//! The frame loop and everything it owns: simulation context, render
//! handoff, and snapshot publishing.

mod context;
mod input;
mod options;
mod render;
mod snapshot;

pub use context::SimulationContext;
pub use render::{CameraPose, FrameReport, PrimitiveId, RenderBackend};
pub use snapshot::SnapshotReader;

use self::snapshot::SnapshotPublisher;
use crate::bodies::catalog::color_to_rgb;
use crate::error::OrreryError;
use crate::input::{InputPort, InputProcessor};
use crate::options::Options;
use crate::util::frame_timing::FrameTiming;

/// Frame pacing target for [`SimulationScheduler::frame`].
const TARGET_FPS: u32 = 60;

/// Drives the frame loop.
///
/// # Frame step
///
/// Each [`frame`](Self::frame) runs to completion on the calling thread:
///
/// 1. drain queued input and fold it into one frame's worth
///    (resize, key actions, pointer gesture)
/// 2. if playing, advance every orbit by wall-clock delta × time-scale,
///    then every body's spin
/// 3. apply the pointer gesture to the camera and, for a click, pick
///    (both run while paused)
/// 4. advance any camera fly-to
/// 5. push transforms and camera pose to the [`RenderBackend`] and draw
/// 6. publish the [`FrameReport`] for [`SnapshotReader`]s
///
/// # Teardown
///
/// [`shutdown`](Self::shutdown) (also run on drop) stops further frames
/// and deregisters every input listener.
pub struct SimulationScheduler<B: RenderBackend> {
    context: SimulationContext,
    backend: B,
    /// Primitive per body, indexed by body id.
    primitives: Vec<PrimitiveId>,
    central_primitive: PrimitiveId,
    port: InputPort,
    processor: InputProcessor,
    timing: FrameTiming,
    publisher: SnapshotPublisher,
    reader: Option<SnapshotReader>,
    options: Options,
    frame: u64,
    running: bool,
}

impl<B: RenderBackend> SimulationScheduler<B> {
    /// Build the default inner solar system and attach it to `backend`.
    ///
    /// # Errors
    ///
    /// Returns [`OrreryError::MissingSurface`] if the backend has no
    /// drawable surface, or [`OrreryError::InvalidBody`] if the body
    /// catalog fails validation.
    pub fn start(backend: B, mut options: Options) -> Result<Self, OrreryError> {
        let Some(viewport) =
            backend.surface_size().filter(|&(w, h)| w > 0 && h > 0)
        else {
            log::error!("no render surface available, simulation not started");
            return Err(OrreryError::MissingSurface);
        };
        options.keybindings.rebuild_reverse_map();
        let context = SimulationContext::new(&options, viewport)?;
        Ok(Self::with_context(backend, context, options))
    }

    /// Attach an existing context to `backend`.
    #[must_use]
    pub fn with_context(
        mut backend: B,
        context: SimulationContext,
        options: Options,
    ) -> Self {
        let central = context.bodies().central();
        let central_primitive = backend.create_body_primitive(
            central.visual_radius,
            color_to_rgb(central.color),
        );
        let primitives = context
            .bodies()
            .iter()
            .map(|body| backend.create_body_primitive(body.visual_radius, body.color))
            .collect();
        let (publisher, reader) = SnapshotPublisher::new();

        log::info!(
            "simulation started: {} bodies, viewport {}x{}",
            context.bodies().len(),
            context.viewport().0,
            context.viewport().1
        );
        Self {
            context,
            backend,
            primitives,
            central_primitive,
            port: InputPort::new(),
            processor: InputProcessor::new(),
            timing: FrameTiming::new(TARGET_FPS),
            publisher,
            reader: Some(reader),
            options,
            frame: 0,
            running: true,
        }
    }

    /// Run one frame using the wall-clock time since the previous frame.
    /// Returns `None` once shut down.
    pub fn frame(&mut self) -> Option<FrameReport> {
        if !self.running {
            return None;
        }
        let wall_dt = self.timing.tick();
        self.frame_with_delta(wall_dt)
    }

    /// Run one frame with an explicit wall-clock delta in seconds. A
    /// non-finite or negative delta leaves orbits untouched for the frame.
    pub fn frame_with_delta(&mut self, wall_dt: f64) -> Option<FrameReport> {
        if !self.running {
            log::trace!("frame requested after shutdown");
            return None;
        }

        let input = self.collect_input();
        if let Some((width, height)) = input.resize {
            self.apply_resize(width, height);
        }
        for action in input.actions {
            self.apply_key_action(action);
        }

        let scaled_dt = self.context.advance(wall_dt);

        self.context.apply_gesture(input.gesture);
        let _ = self.context.camera_mut().update();

        self.frame += 1;
        let report = self.build_report(scaled_dt);
        self.render(&report);
        self.publisher.publish(report.clone());
        Some(report)
    }

    /// Stop future frames and deregister all input listeners. Idempotent.
    pub fn shutdown(&mut self) {
        if !self.running {
            return;
        }
        self.running = false;
        self.port.close();
        log::info!("simulation stopped after {} frames", self.frame);
    }

    /// Whether frames still run.
    #[must_use]
    pub fn is_running(&self) -> bool {
        self.running
    }

    /// Simulation state.
    #[must_use]
    pub fn context(&self) -> &SimulationContext {
        &self.context
    }

    /// Render backend.
    #[must_use]
    pub fn backend(&self) -> &B {
        &self.backend
    }

    /// Mutable render backend.
    pub fn backend_mut(&mut self) -> &mut B {
        &mut self.backend
    }

    /// Frames run so far.
    #[must_use]
    pub fn frame_count(&self) -> u64 {
        self.frame
    }

    /// Smoothed frames per second over [`frame`](Self::frame) calls.
    #[must_use]
    pub fn fps(&self) -> f32 {
        self.timing.fps()
    }

    /// Frame pacing helper for hosts without their own vsync.
    #[must_use]
    pub fn frame_timing(&self) -> &FrameTiming {
        &self.timing
    }

    /// Primitive drawn at the origin for the central body.
    #[must_use]
    pub fn central_primitive(&self) -> PrimitiveId {
        self.central_primitive
    }

    /// Take the snapshot reader. Only one exists; later calls return
    /// `None`.
    pub fn snapshot_reader(&mut self) -> Option<SnapshotReader> {
        self.reader.take()
    }

    /// Set the time scale. See [`SimulationContext::set_time_scale`].
    pub fn set_time_scale(&mut self, time_scale: f64) -> bool {
        self.context.set_time_scale(time_scale)
    }

    /// Play or pause orbital motion.
    pub fn set_playing(&mut self, playing: bool) {
        self.context.set_playing(playing);
    }

    fn build_report(&self, scaled_dt: f64) -> FrameReport {
        let camera = self.context.camera();
        FrameReport {
            frame: self.frame,
            sim_time: self.context.sim_time(),
            scaled_dt,
            playing: self.context.is_playing(),
            time_scale: self.context.time_scale(),
            transforms: self.context.bodies().transforms(),
            camera: CameraPose::new(camera.camera(), camera.is_transitioning()),
            selection: self.context.selection(),
        }
    }

    fn render(&mut self, report: &FrameReport) {
        for transform in &report.transforms {
            if let Some(&primitive) = self.primitives.get(transform.id.0 as usize) {
                self.backend.set_transform(primitive, transform);
            }
        }
        self.backend.set_camera(&report.camera);
        self.backend.draw();
    }
}

impl<B: RenderBackend> Drop for SimulationScheduler<B> {
    fn drop(&mut self) {
        self.shutdown();
    }
}

impl<B: RenderBackend> std::fmt::Debug for SimulationScheduler<B> {
    fn fmt(&self, f: &mut std::fmt::Formatter<'_>) -> std::fmt::Result {
        f.debug_struct("SimulationScheduler")
            .field("frame", &self.frame)
            .field("running", &self.running)
            .field("context", &self.context)
            .finish_non_exhaustive()
    }
}
use schemars::JsonSchema;
use serde::{Deserialize, Serialize};

#[derive(Debug, Clone, Serialize, Deserialize, PartialEq, JsonSchema)]
#[schemars(title = "Camera", inline)]
#[serde(default)]
/// Camera projection and control parameters.
pub struct CameraOptions {
    /// Vertical field of view in degrees.
    #[schemars(title = "Field of View", range(min = 20.0, max = 90.0), extend("step" = 1.0))]
    pub fovy: f32,
    /// Near clipping plane distance.
    #[schemars(skip)]
    pub znear: f32,
    /// Far clipping plane distance.
    #[schemars(skip)]
    pub zfar: f32,
    /// Radians of yaw/pitch per pixel of drag.
    #[schemars(title = "Rotate Speed", range(min = 0.001, max = 0.02), extend("step" = 0.001))]
    pub rotate_speed: f32,
    /// Render units of orbit radius per unit of wheel delta.
    #[schemars(title = "Zoom Speed", range(min = 0.01, max = 0.5), extend("step" = 0.01))]
    pub zoom_speed: f32,
    /// Closest free-orbit radius.
    #[schemars(skip)]
    pub min_radius: f32,
    /// Farthest free-orbit radius.
    #[schemars(skip)]
    pub max_radius: f32,
    /// Camera position at startup and after a reset.
    #[schemars(skip)]
    pub initial_position: [f32; 3],
    /// Fraction of the remaining distance covered per frame while flying
    /// to a body.
    #[schemars(title = "Fly-to Smoothing", range(min = 0.01, max = 0.5), extend("step" = 0.01))]
    pub smoothing: f32,
    /// Distance to target at which a fly-to ends.
    #[schemars(skip)]
    pub arrival_epsilon: f32,
    /// Fly-to standoff distance as a multiple of the body's visual radius.
    #[schemars(skip)]
    pub approach_factor: f32,
}

impl Default for CameraOptions {
    fn default() -> Self {
        Self {
            fovy: 75.0,
            znear: 0.1,
            zfar: 2000.0,
            rotate_speed: 0.005,
            zoom_speed: 0.05,
            min_radius: 10.0,
            max_radius: 1000.0,
            initial_position: [0.0, 50.0, 100.0],
            smoothing: 0.05,
            arrival_epsilon: 0.1,
            approach_factor: 4.0,
        }
    }
}

impl CameraOptions {
    /// Copy with out-of-range values replaced by defaults.
    #[must_use]
    pub fn sanitized(&self) -> Self {
        let d = Self::default();
        let positive = |v: f32, fallback: f32| {
            if v.is_finite() && v > 0.0 {
                v
            } else {
                fallback
            }
        };
        let min_radius = positive(self.min_radius, d.min_radius);
        let max_radius = positive(self.max_radius, d.max_radius).max(min_radius);
        let smoothing = if self.smoothing.is_finite() && self.smoothing > 0.0 {
            self.smoothing.min(1.0)
        } else {
            d.smoothing
        };
        let initial_position = if self.initial_position.iter().all(|c| c.is_finite())
            && self.initial_position.iter().any(|&c| c != 0.0)
        {
            self.initial_position
        } else {
            d.initial_position
        };
        Self {
            fovy: positive(self.fovy, d.fovy).min(179.0),
            znear: positive(self.znear, d.znear),
            zfar: positive(self.zfar, d.zfar),
            rotate_speed: positive(self.rotate_speed, d.rotate_speed),
            zoom_speed: positive(self.zoom_speed, d.zoom_speed),
            min_radius,
            max_radius,
            initial_position,
            smoothing,
            arrival_epsilon: positive(self.arrival_epsilon, d.arrival_epsilon),
            approach_factor: positive(self.approach_factor, d.approach_factor),
        }
    }
}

------------------------------

Looking at the material above, count the lines where the word "Deserialize" occurs, and answer with that count alone.

2